Your instructions: Tell me how many lines of the entries below include the string "ndarray", and give only the number.

Record excerpts: Begin

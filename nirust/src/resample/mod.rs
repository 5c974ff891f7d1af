//! 重采样: 将体数据从其自身网格搬运到目标网格上.
//!
//! 对目标网格中的每个体素 `(i, j, k)`, 先经目标仿射矩阵得到世界坐标,
//! 再经源网格逆仿射矩阵得到源网格中的 (小数) 体素坐标, 最后按插值策略取值.
//! 两步在实现中被合成为一个 [`VoxelMap`].
//!
//! 标签体只能以最近邻方式重采样 (见 [`resample_labels`]), 对类别编码做线性插值会
//! 凭空制造出不存在的标签.

use std::borrow::Cow;
use std::fmt;
use std::str::FromStr;

use ndarray::{Array3, Array4, ArrayView3, ArrayViewMut3, Axis, Zip};

#[cfg(feature = "serde")]
use serde::{Deserialize, Serialize};

use crate::consts::label::BACKGROUND;
use crate::data::{GridAttr, LabelVolume, Volume};
use crate::error::{ParcError, ParcResult};
use crate::grid::{Coord3d, GridDescriptor, VoxelMap};

mod kernel;

use kernel::{sample_nearest, sample_trilinear};

/// 插值策略.
#[derive(Debug, Copy, Clone, PartialEq, Eq, Hash)]
#[cfg_attr(feature = "serde", derive(Serialize, Deserialize))]
#[cfg_attr(feature = "serde", serde(rename_all = "lowercase"))]
pub enum Interpolation {
    /// 最近邻. 适用于类别 (标签) 数据.
    Nearest,
    /// 三线性插值. 仅适用于连续值数据.
    Linear,
}

impl fmt::Display for Interpolation {
    fn fmt(&self, f: &mut fmt::Formatter<'_>) -> fmt::Result {
        let s = match self {
            Interpolation::Nearest => "nearest",
            Interpolation::Linear => "linear",
        };
        f.write_str(s)
    }
}

impl FromStr for Interpolation {
    type Err = String;

    fn from_str(s: &str) -> Result<Self, Self::Err> {
        match s.to_ascii_lowercase().as_str() {
            "nearest" => Ok(Interpolation::Nearest),
            "linear" => Ok(Interpolation::Linear),
            _ => Err(format!("unknown interpolation `{s}`, expected `nearest` or `linear`")),
        }
    }
}

/// 对输出网格的每个体素并行 (若启用 `rayon`) 地调用 `sample`.
fn fill_grid<T, F>(out: ArrayViewMut3<'_, T>, map: &VoxelMap, sample: F)
where
    T: Send,
    F: Fn(Coord3d) -> T + Sync + Send,
{
    let zip = Zip::indexed(out);
    cfg_if::cfg_if! {
        if #[cfg(feature = "rayon")] {
            zip.par_for_each(|idx, v| *v = sample(map.apply(idx)));
        } else {
            zip.for_each(|idx, v| *v = sample(map.apply(idx)));
        }
    }
}

/// 对单帧做重采样, 结果写入 `out`.
fn resample_frame(
    src: ArrayView3<'_, f32>,
    out: ArrayViewMut3<'_, f32>,
    map: &VoxelMap,
    interpolation: Interpolation,
    fill: f32,
) {
    match interpolation {
        Interpolation::Nearest => fill_grid(out, map, |at| sample_nearest(&src, at, fill)),
        Interpolation::Linear => fill_grid(out, map, |at| sample_trilinear(&src, at, fill)),
    }
}

/// 将 `source` 重采样到 `target` 网格上, 不做 "网格一致" 短路.
fn resample_volume(
    source: &Volume,
    target: &GridDescriptor,
    interpolation: Interpolation,
    fill: f32,
) -> ParcResult<Volume> {
    let (sx, sy, sz, nt) = source.data().dim();
    let (gx, gy, gz) = source.shape();
    if (sx, sy, sz) != (gx, gy, gz) {
        return Err(ParcError::ShapeMismatch(vec![gx, gy, gz], vec![sx, sy, sz, nt]));
    }

    let map = target.voxel_map_to(source.grid());
    let (tx, ty, tz) = target.shape();
    let mut out = Array4::<f32>::zeros((tx, ty, tz, nt));
    for (src, dst) in source.frame_iter().zip(out.axis_iter_mut(Axis(3))) {
        resample_frame(src, dst, &map, interpolation, fill);
    }
    Ok(source.with_data(target.clone(), out))
}

/// 将连续值体数据 `source` 重采样到 `target` 网格上.
///
/// 越界的目标体素 (或线性插值中权重非零的越界邻居) 取 `fill`. 4D 数据逐帧处理,
/// 帧数保持不变. 输出网格与 `target` 完全相同.
///
/// 若源网格与目标网格 "网格一致" (默认误差), 则直接借用 `source` 返回, 不引入任何插值误差.
pub fn resample<'a>(
    source: &'a Volume,
    target: &GridDescriptor,
    interpolation: Interpolation,
    fill: f32,
) -> ParcResult<Cow<'a, Volume>> {
    if source.grid().same_grid(target) {
        log::debug!("Source already on target grid, resampling skipped");
        return Ok(Cow::Borrowed(source));
    }
    log::debug!(
        "Resampling {:?} x {} frame(s) -> {:?} ({interpolation})",
        source.shape(),
        source.frames(),
        target.shape()
    );
    resample_volume(source, target, interpolation, fill).map(Cow::Owned)
}

/// 将标签体重采样到 `target` 网格上. 总是使用最近邻, 越界体素为背景.
///
/// 输出中的标签集合一定是输入标签集合 (加上背景) 的子集.
/// 网格误差不超过 `tol` 时直接借用 `labels` 返回.
pub fn resample_labels<'a>(
    labels: &'a LabelVolume,
    target: &GridDescriptor,
    tol: f64,
) -> Cow<'a, LabelVolume> {
    if labels.grid().is_grid_identical(target, tol) {
        return Cow::Borrowed(labels);
    }
    log::debug!(
        "Resampling labels {:?} -> {:?} (nearest)",
        labels.shape(),
        target.shape()
    );
    let map = target.voxel_map_to(labels.grid());
    let src = labels.data();
    let mut out = Array3::<u32>::zeros(target.shape());
    fill_grid(out.view_mut(), &map, |at| sample_nearest(&src, at, BACKGROUND));
    Cow::Owned(labels.with_data(target.clone(), out))
}
use std::ffi::OsStr;
use std::io;
use std::path::{Path, PathBuf};

use crate::data::LabelVolume;
use crate::error::{ParcError, ParcResult};

/// 图谱文件扩展名, 按查找优先级排列.
const ATLAS_EXTENSIONS: [&str; 2] = [".nii.gz", ".nii"];

/// 本地图谱库: 一个存放图谱文件的目录.
///
/// 名为 `name` 的图谱对应文件 `{root}/{name}.nii.gz` 或 `{root}/{name}.nii`
/// (前者优先). 图谱库的位置总是显式给出, 不依赖任何全局状态.
#[derive(Debug, Clone, PartialEq, Eq)]
pub struct AtlasStore {
    root: PathBuf,
}

impl AtlasStore {
    /// 以 `root` 为根目录创建图谱库. 目录不必已经存在.
    pub fn new<P: Into<PathBuf>>(root: P) -> Self {
        Self { root: root.into() }
    }

    /// 以 `{用户主目录}/dataset/atlases` 为根目录创建图谱库.
    /// 无法确定用户主目录时返回 `None`.
    pub fn from_home() -> Option<Self> {
        super::home_dataset_dir_with(["atlases"]).map(Self::new)
    }

    /// 根目录.
    #[inline]
    pub fn root(&self) -> &Path {
        &self.root
    }

    /// 获取图谱 `name` 的文件路径. 图谱不存在时返回 `None`.
    pub fn path_of(&self, name: &str) -> Option<PathBuf> {
        ATLAS_EXTENSIONS
            .iter()
            .map(|ext| self.root.join(format!("{name}{ext}")))
            .find(|p| p.is_file())
    }

    /// 打开图谱 `name`. 图谱不存在时返回 [`ParcError::AtlasNotFound`].
    pub fn open(&self, name: &str) -> ParcResult<LabelVolume> {
        let path = self
            .path_of(name)
            .ok_or_else(|| ParcError::AtlasNotFound(name.to_string()))?;
        log::info!("Loading atlas `{name}` from {:?}", path);
        LabelVolume::open(path)
    }

    /// 按字典序列出图谱库中所有图谱的名称 (去掉扩展名, 去重).
    pub fn list(&self) -> io::Result<Vec<String>> {
        let mut names = Vec::new();
        for entry in std::fs::read_dir(&self.root)? {
            let entry = entry?;
            if !entry.file_type()?.is_file() {
                continue;
            }
            if let Some(name) = atlas_name(&entry.file_name()) {
                names.push(name);
            }
        }
        names.sort_unstable();
        names.dedup();
        Ok(names)
    }
}

/// 若 `file_name` 是图谱文件, 返回去掉扩展名后的图谱名称.
fn atlas_name(file_name: &OsStr) -> Option<String> {
    let file_name = file_name.to_str()?;
    ATLAS_EXTENSIONS
        .iter()
        .find_map(|ext| file_name.strip_suffix(ext))
        .filter(|name| !name.is_empty())
        .map(str::to_string)
}

#[cfg(test)]
mod tests {
    use super::*;
    use crate::grid::GridDescriptor;
    use ndarray::Array3;
    use tempfile::tempdir;

    fn atlas() -> LabelVolume {
        let grid = GridDescriptor::axis_aligned((2, 2, 2), [2.0; 3], [0.0; 3]).unwrap();
        LabelVolume::new(Array3::from_shape_fn((2, 2, 2), |(i, _, _)| i as u32 + 1), grid).unwrap()
    }

    #[test]
    fn test_atlas_name() {
        assert_eq!(atlas_name(OsStr::new("aal.nii.gz")), Some("aal".to_string()));
        assert_eq!(atlas_name(OsStr::new("dk.nii")), Some("dk".to_string()));
        assert_eq!(atlas_name(OsStr::new("notes.txt")), None);
        assert_eq!(atlas_name(OsStr::new(".nii")), None);
    }

    #[test]
    fn test_store_open_and_list() {
        let dir = tempdir().unwrap();
        let s = AtlasStore::new(dir.path());
        atlas().save(s.root().join("toy.nii.gz")).unwrap();
        atlas().save(s.root().join("toy.nii")).unwrap();
        std::fs::write(s.root().join("readme.txt"), "not an atlas").unwrap();

        assert!(s
            .path_of("toy")
            .unwrap()
            .to_string_lossy()
            .ends_with("toy.nii.gz"));
        assert_eq!(s.list().unwrap(), vec!["toy".to_string()]);
        assert_eq!(s.open("toy").unwrap().labels(), vec![1, 2]);
    }

    #[test]
    fn test_store_missing_atlas() {
        let dir = tempdir().unwrap();
        let s = AtlasStore::new(dir.path());
        assert_eq!(s.path_of("nope"), None);
        let err = s.open("nope").unwrap_err();
        assert!(matches!(err, ParcError::AtlasNotFound(name) if name == "nope"));
        assert!(s.list().unwrap().is_empty());

        let missing = AtlasStore::new(dir.path().join("absent"));
        assert!(missing.list().is_err());
    }
}
//! 单点采样核.
//!
//! 输入为源网格中的 (小数) 体素坐标, 越界时以填充值代替.

use ndarray::ArrayView3;

use crate::grid::Coord3d;

/// 最近邻采样. 坐标四舍五入 (`.5` 远离零) 到最近的整数索引; 越界返回 `None`.
#[inline]
pub(crate) fn nearest_index(dim: (usize, usize, usize), (x, y, z): Coord3d) -> Option<[usize; 3]> {
    #[inline]
    fn round_axis(v: f64, n: usize) -> Option<usize> {
        let r = v.round();
        // NaN 比较恒为 false, 因此也会落入越界分支.
        (r >= 0.0 && r < n as f64).then_some(r as usize)
    }
    let (nx, ny, nz) = dim;
    Some([round_axis(x, nx)?, round_axis(y, ny)?, round_axis(z, nz)?])
}

/// 最近邻采样任意元素类型的 3D 数组.
#[inline]
pub(crate) fn sample_nearest<T: Copy>(src: &ArrayView3<T>, at: Coord3d, fill: T) -> T {
    match nearest_index(src.dim(), at) {
        Some(idx) => src[idx],
        None => fill,
    }
}

/// 小于该值的小数部分视为 0 (或 1), 以消除仿射矩阵求逆带来的舍入误差.
const FRACTION_EPSILON: f64 = 1e-9;

#[inline]
fn snap(d: f64) -> f64 {
    if d < FRACTION_EPSILON {
        0.0
    } else if d > 1.0 - FRACTION_EPSILON {
        1.0
    } else {
        d
    }
}

/// 三线性插值.
///
/// 对 `at` 周围的 2x2x2 个体素按小数距离加权求和. 越界邻居以 `fill` 参与加权;
/// 权重为 0 的邻居不参与计算, 因此恰好落在最后一个索引上的点不会引入填充值.
pub(crate) fn sample_trilinear(src: &ArrayView3<f32>, (x, y, z): Coord3d, fill: f32) -> f32 {
    if !(x.is_finite() && y.is_finite() && z.is_finite()) {
        return fill;
    }
    let (nx, ny, nz) = src.dim();
    let (x0, y0, z0) = (x.floor(), y.floor(), z.floor());
    let (dx, dy, dz) = (snap(x - x0), snap(y - y0), snap(z - z0));

    // (偏移, 权重) 对.
    let wx = [(0.0, 1.0 - dx), (1.0, dx)];
    let wy = [(0.0, 1.0 - dy), (1.0, dy)];
    let wz = [(0.0, 1.0 - dz), (1.0, dz)];

    let fetch = |i: f64, j: f64, k: f64| -> f64 {
        let inside = |v: f64, n: usize| v >= 0.0 && v < n as f64;
        if inside(i, nx) && inside(j, ny) && inside(k, nz) {
            src[[i as usize, j as usize, k as usize]] as f64
        } else {
            fill as f64
        }
    };

    let mut acc = 0.0f64;
    for (ox, w_x) in wx {
        for (oy, w_y) in wy {
            for (oz, w_z) in wz {
                let w = w_x * w_y * w_z;
                if w == 0.0 {
                    continue;
                }
                acc += w * fetch(x0 + ox, y0 + oy, z0 + oz);
            }
        }
    }
    acc as f32
}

Record excerpts: End

Exercise output: 3